------ RECORD EXCERPTS

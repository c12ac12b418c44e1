//! # Orphan Reconciler
//!
//! Removes local log rows whose document no longer exists in the remote
//! store. Drift comes from partial failures (a replacement whose delete
//! silently failed) and from documents removed on the provider side.

use crate::{
    record::SyncRecord, repository::SyncLogRepository, state::ProductSyncStateRepository, Result,
};
use bridge_traits::{catalog::ProductId, document_id::DocumentId, search::FileSearchProvider};
use serde::{Deserialize, Serialize};
use std::collections::{BTreeSet, HashSet};
use std::sync::Arc;
use tracing::{debug, info, instrument};

/// Result of an orphan cleanup
#[derive(Debug, Clone, Copy, Default, PartialEq, Eq, Serialize, Deserialize)]
pub struct OrphanCleanupReport {
    /// Local rows removed
    pub cleaned: usize,
    /// Local successful sync rows examined
    pub total: usize,
    /// Documents present in the remote store
    pub remote: usize,
}

/// Local rows whose normalized document id is not in `remote`
///
/// `remote` must already hold normalized ids.
pub fn find_orphans<'a>(
    remote: &HashSet<DocumentId>,
    local: &'a [SyncRecord],
) -> Vec<&'a SyncRecord> {
    local
        .iter()
        .filter(|record| match record.normalized_document_id() {
            Some(document_id) => !remote.contains(&document_id),
            None => true,
        })
        .collect()
}

pub struct OrphanReconciler {
    provider: Arc<dyn FileSearchProvider>,
    log: Arc<dyn SyncLogRepository>,
    state: Arc<dyn ProductSyncStateRepository>,
}

impl OrphanReconciler {
    pub fn new(
        provider: Arc<dyn FileSearchProvider>,
        log: Arc<dyn SyncLogRepository>,
        state: Arc<dyn ProductSyncStateRepository>,
    ) -> Self {
        Self {
            provider,
            log,
            state,
        }
    }

    /// Every document id in `store_id`, normalized, following all pages
    async fn remote_documents(&self, store_id: &str) -> Result<HashSet<DocumentId>> {
        let mut documents = HashSet::new();
        let mut page_token: Option<String> = None;

        loop {
            let page = self
                .provider
                .list_documents(store_id, page_token.take())
                .await?;
            documents.extend(page.documents.into_iter().map(|doc| doc.id.normalize()));

            match page.next_page_token {
                Some(token) => page_token = Some(token),
                None => break,
            }
        }

        Ok(documents)
    }

    /// Compare the log with the remote store and delete rows for missing documents
    ///
    /// Products left without any successful sync row also lose their
    /// document pointer and last sync time. Fails without touching the log
    /// when the remote listing fails.
    #[instrument(skip(self))]
    pub async fn clean_orphans(&self, store_id: &str) -> Result<OrphanCleanupReport> {
        let remote = self.remote_documents(store_id).await?;
        let local = self.log.successful_syncs().await?;

        let orphans = find_orphans(&remote, &local);
        let mut affected: BTreeSet<ProductId> = BTreeSet::new();

        for record in &orphans {
            self.log.delete_by_id(record.id).await?;
            affected.insert(record.product_id);
            debug!(
                product_id = %record.product_id,
                document_id = %record.document_id,
                "Removed orphaned log row"
            );
        }

        for product_id in affected {
            if self.log.count_successful_for_product(product_id).await? == 0 {
                self.state.clear(product_id).await?;
                debug!(product_id = %product_id, "Cleared sync state of orphaned product");
            }
        }

        let report = OrphanCleanupReport {
            cleaned: orphans.len(),
            total: local.len(),
            remote: remote.len(),
        };

        info!(
            cleaned = report.cleaned,
            total = report.total,
            remote = report.remote,
            "Orphan cleanup completed"
        );
        Ok(report)
    }
}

------------

### ACTIVITY:
The string to find is "HashSet"; copy every line of the listing that has it.

### SOLUTION TO THIS EXERCISE:
use std::collections::{BTreeSet, HashSet};
    remote: &HashSet<DocumentId>,
    async fn remote_documents(&self, store_id: &str) -> Result<HashSet<DocumentId>> {
        let mut documents = HashSet::new();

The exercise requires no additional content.